About a year and half after his birth, Sam’s mother, Mary
Griffin McCollum, left Sam in the care of the Carr family, who
adopted him and raised him on their farm near Dundee, Mississippi.
His natural father was the influential blues guitarist and vocalist
Robert Lee McCollum, who recorded under the names Robert Lee
McCoy and Robert Nighthawk. Sam did not meet his father until
he was seven years old.
Sam Carr's extensive and outrageous career of more than fifty
years began when he earned a spot in his father's band. Sam's
father, as Robert Nighthawk, often took Sam on his gigs. Sam
actually danced in front of the band and performed during breaks
as well when he was only eight or nine. Sam worked in
the early forties as a doorman and a chauffeur, but he also
played bass in his father's band in the early 1940's
In
1946, when Sam Carr was 20, he married his wife Doris and they
began sharecropping in Arkansas. However, when they argued with
the agent on the plantation, they decided to go to Chicago.
After a short time, the Carrs moved to St. Louis to live with
Carr’s mother, and Carr began playing bass with harmonica
player Tree Top Slim. Sam then formed his own band, Little Sam
Carr and the Blue Kings. Interestingly, Nighhawk’s wife
Early Bea first played drums with this group before Sam Carr
became the drummer.
In 1956 in St. Louis, Carr began working regularly with Frank
Frost, who was playing both harmonica and guitar. Frost had
played previously in Carr's father's band. The pair backed Sonny
Boy Williamson II for a while, and continued to perform together
after they moved to Mississippi in the early 1960s. In Helena,
Arkansas they sometimes backed Williamson, Houston Stackhouse,
and Robert Nighthawk.
They started another band that included Little Willie Foster
on harmonica, and Carr played bass and guitar. In 1959 Carr
and Frost moved back to Mississippi. By now Carr was playing
the drums, and the band cut two albums. They had a recording
contract with the Chicago-based Earwig label, and they called
themselves the Jelly Roll Kings (The Big Book of Blues).

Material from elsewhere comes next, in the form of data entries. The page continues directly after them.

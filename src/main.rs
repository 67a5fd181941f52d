use anyhow::Result;
use clap::{Parser, Subcommand};
use std::path::PathBuf;

use vivo_site::logging::{LogFormat, init_logging};

mod cmd;

#[derive(Parser)]
#[command(name = "vivo-site")]
#[command(version, about = "Vivo Muebles site back end with simulated PatPass enrollment")]
pub struct Cli {
    /// Path to site.toml (defaults are used when the file does not exist)
    #[arg(long, global = true, default_value = "site.toml")]
    pub config: PathBuf,

    /// Emit logs as JSON lines
    #[arg(long, global = true)]
    pub log_json: bool,

    #[command(subcommand)]
    pub command: Commands,
}

#[derive(Subcommand)]
pub enum Commands {
    /// Run the HTTP server
    Serve {
        /// Port to serve on (overrides [server].port)
        #[arg(short, long)]
        port: Option<u16>,

        /// Enable dev mode (bind 0.0.0.0, permissive CORS)
        #[arg(long)]
        dev: bool,

        /// Open the services page in a browser once the server is up
        #[arg(long)]
        open: bool,
    },
    /// Print the plan catalog
    Plans {
        /// Print as JSON instead of a table
        #[arg(long)]
        json: bool,
    },
    /// Create the site database and run migrations
    InitDb {
        /// Database path (overrides [server].db_path)
        #[arg(long)]
        db_path: Option<PathBuf>,
    },
    /// View or validate configuration
    Config {
        #[command(subcommand)]
        command: Option<ConfigCommands>,
    },
}

#[derive(Subcommand, Clone)]
pub enum ConfigCommands {
    /// Show the effective configuration
    Show,
    /// Validate configuration and list any problems
    Validate,
    /// Write a default site.toml
    Init,
}

#[tokio::main]
async fn main() -> Result<()> {
    dotenvy::dotenv().ok();
    let cli = Cli::parse();
    init_logging(LogFormat::from_flag(cli.log_json));

    match &cli.command {
        Commands::Serve { port, dev, open } => {
            cmd::cmd_serve(&cli.config, *port, *dev, *open).await?;
        }
        Commands::Plans { json } => cmd::cmd_plans(*json)?,
        Commands::InitDb { db_path } => cmd::cmd_init_db(&cli.config, db_path.clone())?,
        Commands::Config { command } => cmd::cmd_config(&cli.config, command.clone())?,
    }

    Ok(())
}
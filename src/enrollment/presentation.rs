use std::time::Duration;

use serde::Serialize;
use url::Url;

use super::callback::{CallbackProcessor, EnrollmentResult};

/// How long the banner stays up.
pub const BANNER_TIMEOUT: Duration = Duration::from_secs(5);

/// Query parameters the callback leaves on the landing URL.
pub const CALLBACK_PARAMS: [&str; 4] = ["status", "token", "tbk_token", "message"];

#[derive(Debug, Clone, Copy, PartialEq, Eq, Serialize)]
#[serde(rename_all = "snake_case")]
pub enum BannerKind {
    Success,
    Error,
}

#[derive(Debug, Clone, PartialEq, Serialize)]
pub struct Banner {
    pub kind: BannerKind,
    pub message: String,
    pub dismiss_after_ms: u64,
}

impl From<&EnrollmentResult> for Banner {
    fn from(result: &EnrollmentResult) -> Self {
        Self {
            kind: if result.success {
                BannerKind::Success
            } else {
                BannerKind::Error
            },
            message: result.message.clone(),
            dismiss_after_ms: BANNER_TIMEOUT.as_millis() as u64,
        }
    }
}

/// What the landing page shows after a callback, and the URL it should
/// display in place of the one carrying the callback parameters.
#[derive(Debug, Clone, PartialEq, Serialize)]
pub struct Presentation {
    pub banner: Banner,
    pub result: EnrollmentResult,
    pub clean_url: String,
}

/// Drop the callback parameters from `url`, keeping any others in order.
pub fn strip_callback_params(url: &Url) -> Url {
    let kept: Vec<(String, String)> = url
        .query_pairs()
        .filter(|(k, _)| !CALLBACK_PARAMS.contains(&k.as_ref()))
        .map(|(k, v)| (k.into_owned(), v.into_owned()))
        .collect();

    let mut clean = url.clone();
    if kept.is_empty() {
        clean.set_query(None);
    } else {
        clean.query_pairs_mut().clear().extend_pairs(kept);
    }
    clean
}

/// Present the outcome of a callback found on `page_url`, if any.
///
/// Nothing is shown unless `status`, `token` and `tbk_token` are all present.
pub async fn present(processor: &CallbackProcessor, page_url: &Url) -> Option<Presentation> {
    let mut status = None;
    let mut token = None;
    let mut tbk_token = None;
    for (key, value) in page_url.query_pairs() {
        match key.as_ref() {
            "status" => status = Some(value.into_owned()),
            "token" => token = Some(value.into_owned()),
            "tbk_token" => tbk_token = Some(value.into_owned()),
            _ => {}
        }
    }

    let (_status, token, tbk_token) = (
        status.filter(|s| !s.is_empty())?,
        token.filter(|t| !t.is_empty())?,
        tbk_token.filter(|t| !t.is_empty())?,
    );

    let result = processor.process(&token, &tbk_token).await;
    Some(Presentation {
        banner: Banner::from(&result),
        clean_url: strip_callback_params(page_url).to_string(),
        result,
    })
}

#[cfg(test)]
mod tests {
    use super::*;
    use crate::enrollment::callback::NO_TRANSACTION_MESSAGE;
    use crate::enrollment::clock::SystemClock;
    use crate::enrollment::gateway::MockGateway;
    use crate::enrollment::ids::IdGenerator;
    use crate::enrollment::store::{MemoryPendingStore, PendingEnrollment, PendingStore};
    use std::sync::Arc;

    fn processor(success_rate: f64) -> (CallbackProcessor, Arc<MemoryPendingStore>) {
        let ids = Arc::new(IdGenerator::seeded(Arc::new(SystemClock), 1));
        let store = Arc::new(MemoryPendingStore::new());
        (
            CallbackProcessor::new(
                Arc::new(MockGateway::seeded(ids, "https://g", success_rate, 1)),
                store.clone(),
            ),
            store,
        )
    }

    #[test]
    fn test_strip_callback_params_keeps_others() {
        let url = Url::parse(
            "http://localhost:3000/Services?ref=ad&status=success&token=T&tbk_token=K&message=ok&lang=es",
        )
        .unwrap();
        let clean = strip_callback_params(&url);
        assert_eq!(clean.as_str(), "http://localhost:3000/Services?ref=ad&lang=es");
    }

    #[test]
    fn test_strip_callback_params_drops_empty_query() {
        let url = Url::parse("http://localhost:3000/Services?status=error&message=x").unwrap();
        assert_eq!(strip_callback_params(&url).as_str(), "http://localhost:3000/Services");
    }

    #[test]
    fn test_banner_kind_follows_result() {
        let ok = EnrollmentResult {
            success: true,
            message: "yes".into(),
            details: None,
        };
        let banner = Banner::from(&ok);
        assert_eq!(banner.kind, BannerKind::Success);
        assert_eq!(banner.dismiss_after_ms, 5000);
        assert_eq!(Banner::from(&EnrollmentResult::failure("no")).kind, BannerKind::Error);
    }

    #[tokio::test]
    async fn test_present_requires_all_three_params() {
        let (processor, _) = processor(1.0);
        for raw in [
            "http://localhost/Services",
            "http://localhost/Services?status=success&token=T",
            "http://localhost/Services?token=T&tbk_token=K",
            "http://localhost/Services?status=error&message=enrollment+error",
        ] {
            assert!(present(&processor, &Url::parse(raw).unwrap()).await.is_none(), "{}", raw);
        }
    }

    #[tokio::test]
    async fn test_present_success_consumes_pending() {
        let (processor, store) = processor(1.0);
        store
            .set(PendingEnrollment {
                plan: "Premium".into(),
                amount: 10000,
                buy_order: "ORDER_1_1".into(),
                session_id: "SESSION_1_a".into(),
                timestamp: 1,
            })
            .await
            .unwrap();

        let url = Url::parse("http://localhost/Services?status=success&token=T&tbk_token=K&message=m").unwrap();
        let presentation = present(&processor, &url).await.unwrap();
        assert_eq!(presentation.banner.kind, BannerKind::Success);
        assert!(presentation.banner.message.contains("Premium"));
        assert_eq!(presentation.clean_url, "http://localhost/Services");
        assert!(store.get().await.unwrap().is_none());
    }

    #[tokio::test]
    async fn test_present_without_pending_shows_error_banner() {
        let (processor, _) = processor(1.0);
        let url = Url::parse("http://localhost/Services?status=success&token=T&tbk_token=K").unwrap();
        let presentation = present(&processor, &url).await.unwrap();
        assert_eq!(presentation.banner.kind, BannerKind::Error);
        assert_eq!(presentation.banner.message, NO_TRANSACTION_MESSAGE);
    }
}
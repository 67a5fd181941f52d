//! Identifier generation for enrollment attempts.
//!
//! Formats follow the payment enabler's integration conventions:
//! `ORDER_<millis>_<0..=999>`, `SESSION_<millis>_<9 base-36 chars>`,
//! `TOKEN_<millis>_<9 base-36 chars>` and `TBK_<millis>`.
//!
//! Randomness only has to make collisions unlikely; it is not a security
//! boundary. Buy orders have just 1000 suffixes per millisecond, so the
//! generator tracks the suffixes already issued for the current millisecond
//! and moves to the next millisecond once all of them are taken.

use std::collections::HashSet;
use std::sync::{Arc, Mutex};

use rand::rngs::StdRng;
use rand::{Rng, SeedableRng};

use super::clock::Clock;

const BASE36: &[u8] = b"0123456789abcdefghijklmnopqrstuvwxyz";
const ORDER_SUFFIX_SPACE: u16 = 1000;
const RANDOM_TAIL_LEN: usize = 9;

/// `len` random lowercase base-36 characters.
pub fn random_base36<R: Rng + ?Sized>(rng: &mut R, len: usize) -> String {
    (0..len)
        .map(|_| BASE36[rng.random_range(0..BASE36.len())] as char)
        .collect()
}

struct IdState {
    rng: StdRng,
    order_millis: i64,
    used_suffixes: HashSet<u16>,
}

pub struct IdGenerator {
    clock: Arc<dyn Clock>,
    state: Mutex<IdState>,
}

impl IdGenerator {
    pub fn new(clock: Arc<dyn Clock>) -> Self {
        Self::with_rng(clock, StdRng::from_os_rng())
    }

    /// Deterministic generator for tests.
    pub fn seeded(clock: Arc<dyn Clock>, seed: u64) -> Self {
        Self::with_rng(clock, StdRng::seed_from_u64(seed))
    }

    fn with_rng(clock: Arc<dyn Clock>, rng: StdRng) -> Self {
        Self {
            clock,
            state: Mutex::new(IdState {
                rng,
                order_millis: i64::MIN,
                used_suffixes: HashSet::new(),
            }),
        }
    }

    pub fn clock(&self) -> &Arc<dyn Clock> {
        &self.clock
    }

    fn with_state<T>(&self, f: impl FnOnce(&mut IdState) -> T) -> T {
        let mut guard = match self.state.lock() {
            Ok(guard) => guard,
            Err(poisoned) => poisoned.into_inner(),
        };
        f(&mut guard)
    }

    pub fn buy_order(&self) -> String {
        let now = self.clock.now_millis();
        self.with_state(|state| {
            // The clock may stand still or step back; keep issuing from the
            // latest millisecond seen so far.
            if now > state.order_millis {
                state.order_millis = now;
                state.used_suffixes.clear();
            }
            if state.used_suffixes.len() >= ORDER_SUFFIX_SPACE as usize {
                state.order_millis += 1;
                state.used_suffixes.clear();
            }
            let suffix = loop {
                let candidate = state.rng.random_range(0..ORDER_SUFFIX_SPACE);
                if state.used_suffixes.insert(candidate) {
                    break candidate;
                }
            };
            format!("ORDER_{}_{}", state.order_millis, suffix)
        })
    }

    pub fn session_id(&self) -> String {
        self.prefixed_random("SESSION")
    }

    pub fn gateway_token(&self) -> String {
        self.prefixed_random("TOKEN")
    }

    pub fn tbk_token(&self) -> String {
        format!("TBK_{}", self.clock.now_millis())
    }

    fn prefixed_random(&self, prefix: &str) -> String {
        let now = self.clock.now_millis();
        let tail = self.with_state(|state| random_base36(&mut state.rng, RANDOM_TAIL_LEN));
        format!("{}_{}_{}", prefix, now, tail)
    }
}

Photo right: Student researcher T. C. Hudson
Sam Carr and Frank Frost have spent more than forty years together
playing the blues. The two of them, Sam and Frank, persist in
their crazy blues. They first recorded in the sixties for Sam
Phillips' Phillips International Records but kept on recording
with each other for Evidence label. When the ordinary drum set
is not quite enough, they say that Sam plays walls, microphone
stands, guitarists' backs, even the seat he sits on or
anything he can hit. Sam's band had a song Rockin' the Juke
Joint Down in 1979. It was a big. This song made people
get interested in their band. It was rocking in all of the Delta
juke joints and concerts all over the country. Sam and
Frank recorded an album with Big Jack Johnson called Off
Yonder Wall with Fat Possum Records (www.bluesfestivals.com).
Sam and Frank were a team until Frank Frost died in 1999.
Carr then played with various regional artists. He last performed
in the summer 0f 2009 at Mother's Best Festival in Helena, Arkansas,
and at a celebration honoring him (Sam Carr Day) at Hopson Plantation
near Clarksdale, Mississippi, in August, 2009. Carr was known
as a master of a drum style known as the "Mississippi shuffle."
Sam Carr died September 21, 2009, of congestive heart failure
at the age of 83 in nursing home in Clarksdale, Mississippi.
In the last ten years, Carr’s talent received wide acclaim,
including annual nominations for best drummer for Handy Awards
(now Blues Music Awards). He was presented with the Heritage
Award by Mississippi Gov. Haley Barbour and First Lady Marsha
Barbour during the 2007 Governor's Awards for Excellence in
the Arts program. He won multiple awards from Living
Blues magazine.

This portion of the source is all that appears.